Crunchy Con

McCain's cave on torture

Wednesday March 12, 2008

Categories: Republicans

We discussed for a long time in our editorial board meeting this morning what John McCain's position on waterboarding is. McCain voted the other day to sustain the president's veto of the Congressional bill banning waterboarding.

Here's where McCain comes down on waterboarding:

1. McCain believes waterboarding is torture. In October of last year, he rebuked Rudy Giuliani for waffling on whether or not waterboarding is torture:

“All I can say is that it was used in the Spanish Inquisition, it was used in Pol Pot’s genocide in Cambodia, and there are reports that it is being used against Buddhist monks today,” Mr. McCain, who spent more than five years in a North Vietnamese prison camp, said in a telephone interview.

Of presidential candidates like Mr. Giuliani, who say that they are unsure whether waterboarding is torture, Mr. McCain said: “They should know what it is. It is not a complicated procedure. It is torture.”

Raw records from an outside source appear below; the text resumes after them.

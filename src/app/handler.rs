//! Event handling and state transition logic.
//!
//! [`handle_event`] is the single entry point for everything that happens
//! during a session: storage results from the shell and key presses mapped
//! to editor events. It returns whether the UI should re-render and the
//! side effects to run.
//!
//! # Example
//!
//! ```
//! use langorder::app::{handle_event, Action, EditorState, Event};
//! use langorder::{Row, Theme};
//!
//! let mut state = EditorState::new(
//!     vec![Row::new("en", "English"), Row::new("de", "Deutsch")],
//!     Theme::default(),
//! );
//! handle_event(&mut state, &Event::CursorDown)?;
//! handle_event(&mut state, &Event::MoveSelectionUp)?;
//!
//! let (_, actions) = handle_event(&mut state, &Event::Close)?;
//! assert_eq!(
//!     actions,
//!     vec![
//!         Action::SavePreferences { codes: vec!["de".to_string(), "en".to_string()] },
//!         Action::CloseFocus,
//!     ]
//! );
//! # Ok::<(), langorder::LangorderError>(())
//! ```

use crate::app::{Action, EditorState};
use crate::domain::error::Result;
use crate::domain::Row;
use crate::reorder::Direction;

/// Events triggered by user input or by the preference store.
#[derive(Debug, Clone, PartialEq, Eq)]
pub enum Event {
    /// The store returned the current ordered preferences.
    ///
    /// Only the first one builds the sequence. Later ones are ignored.
    PreferencesLoaded {
        rows: Vec<Row>,
    },
    /// The store could not be opened or read.
    LoadFailed {
        error: String,
    },

    /// Cursor up, selecting only the new row.
    CursorUp,
    /// Cursor down, selecting only the new row.
    CursorDown,
    /// Cursor up, selection untouched.
    FocusUp,
    /// Cursor down, selection untouched.
    FocusDown,
    /// Toggles the cursor row in the selection.
    ToggleSelection,
    SelectAll,
    ClearSelection,

    /// Moves every selected row one position up.
    MoveSelectionUp,
    /// Moves every selected row one position down.
    MoveSelectionDown,

    /// Ends the session: saves the order once and hides the pane.
    Close,
}

/// Processes an event, mutates editor state, and returns actions to execute.
///
/// # Returns
///
/// `(should_render, actions)`. Moves at a boundary report `false` and no
/// actions.
///
/// # Errors
///
/// Returns an error if the highlighted rows no longer fit the sequence.
pub fn handle_event(state: &mut EditorState, event: &Event) -> Result<(bool, Vec<Action>)> {
    let _span = tracing::debug_span!("handle_event", event_type = ?event_name(event)).entered();

    if state.finished && *event != Event::Close {
        tracing::debug!("session already finished, ignoring event");
        return Ok((false, vec![]));
    }

    match event {
        Event::PreferencesLoaded { .. } if state.loaded => {
            tracing::debug!("preferences already loaded, keeping current order");
            Ok((false, vec![]))
        }
        Event::PreferencesLoaded { rows } => {
            state.load(rows.clone());
            Ok((true, vec![]))
        }
        Event::LoadFailed { error } => {
            tracing::warn!(error = %error, "failed to load preferences");
            state.load_error = Some(error.clone());
            Ok((true, vec![]))
        }
        Event::CursorUp => Ok((state.cursor_up(), vec![])),
        Event::CursorDown => Ok((state.cursor_down(), vec![])),
        Event::FocusUp => Ok((state.focus_up(), vec![])),
        Event::FocusDown => Ok((state.focus_down(), vec![])),
        Event::ToggleSelection => Ok((state.toggle_cursor_row(), vec![])),
        Event::SelectAll => Ok((state.select_all(), vec![])),
        Event::ClearSelection => Ok((state.clear_selection(), vec![])),
        Event::MoveSelectionUp => {
            let outcome = state.move_selected(Direction::Up)?;
            Ok((outcome.is_moved(), vec![]))
        }
        Event::MoveSelectionDown => {
            let outcome = state.move_selected(Direction::Down)?;
            Ok((outcome.is_moved(), vec![]))
        }
        Event::Close => {
            if state.finished {
                return Ok((false, vec![Action::CloseFocus]));
            }
            state.finished = true;

            if !state.loaded {
                tracing::debug!("closing before preferences loaded, nothing to save");
                return Ok((false, vec![Action::CloseFocus]));
            }

            let codes = state.ordered_codes();
            tracing::debug!(count = codes.len(), "closing session, saving order");
            Ok((false, vec![Action::SavePreferences { codes }, Action::CloseFocus]))
        }
    }
}

const fn event_name(event: &Event) -> &'static str {
    match event {
        Event::PreferencesLoaded { .. } => "PreferencesLoaded",
        Event::LoadFailed { .. } => "LoadFailed",
        Event::CursorUp => "CursorUp",
        Event::CursorDown => "CursorDown",
        Event::FocusUp => "FocusUp",
        Event::FocusDown => "FocusDown",
        Event::ToggleSelection => "ToggleSelection",
        Event::SelectAll => "SelectAll",
        Event::ClearSelection => "ClearSelection",
        Event::MoveSelectionUp => "MoveSelectionUp",
        Event::MoveSelectionDown => "MoveSelectionDown",
        Event::Close => "Close",
    }
}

2. In this clip from a presidential debate last year, Romney said that he doesn't believe in torture, but says we shouldn't tell our enemies what we are or aren't going to do -- which is why he declines to say if he thinks waterboarding is torture. McCain, in high dudgeon, upbraided Romney for declining to call waterboarding torture, and said that "How anybody could think that that kind of thing could be inflicted by Americans on people who are held in our custody is absolutely beyond me."

Romney went on to say that his point is that the president shouldn't say which particular techniques he would and wouldn't authorize. McCain shot back, "Then you would have to advocate that we withdraw from the Geneva Conventions... ." He went on to say that allowing waterboarding is "in violation of laws that we've passed. I would hope that we understand, my friends, that life is not '24' and Jack Bauer." He goes on to praise the interrogation under rules of Army Field Manual, and says that torture is "what America is all about [and] a defining issue."

3. After he voted against the bill that the president would eventually veto, McCain issued this statement trying to reconcile his past positions with this veto. Money quote:

The conference report would go beyond any of the recent laws that I just mentioned – laws that were extensively debated and considered – by bringing the CIA under the Army Field Manual, extinguishing thereby the ability of that agency to employ any interrogation technique beyond those publicly listed and formulated for military use. I cannot support such a step because I have not been convinced that the Congress erred by deliberately excluding the CIA. I believe that our energies are better directed at ensuring that all techniques, whether used by the military or the CIA, are in full compliance with our international obligations and in accordance with our deepest values. What we need is not to tie the CIA to the Army Field Manual, but rather to have a good faith interpretation of the statutes that guide what is permissible in the CIA program.

OK, here's what I don't get: McCain has been unequivocal in stating his conviction that waterboarding is torture, and is illegal. He also traded on his public reputation for probity on this question to lay into his GOP presidential opponents who were anything short of forthrightly condemning waterboarding. He even said in that debate that the Army Field Manual ought to be the standard, and said he doesn't understand how anybody could want an American to torture.

So now he comes out to vote against a bill that would actually have banned waterboarding. How does he justify it? With what strikes me as incomprehensible legalism. Seriously, can someone please explain how McCain's rationale makes sense? Because I'm not seeing it. I think he's flip-flopping -- and on an issue that he's not given any of his opponents any wiggle room on.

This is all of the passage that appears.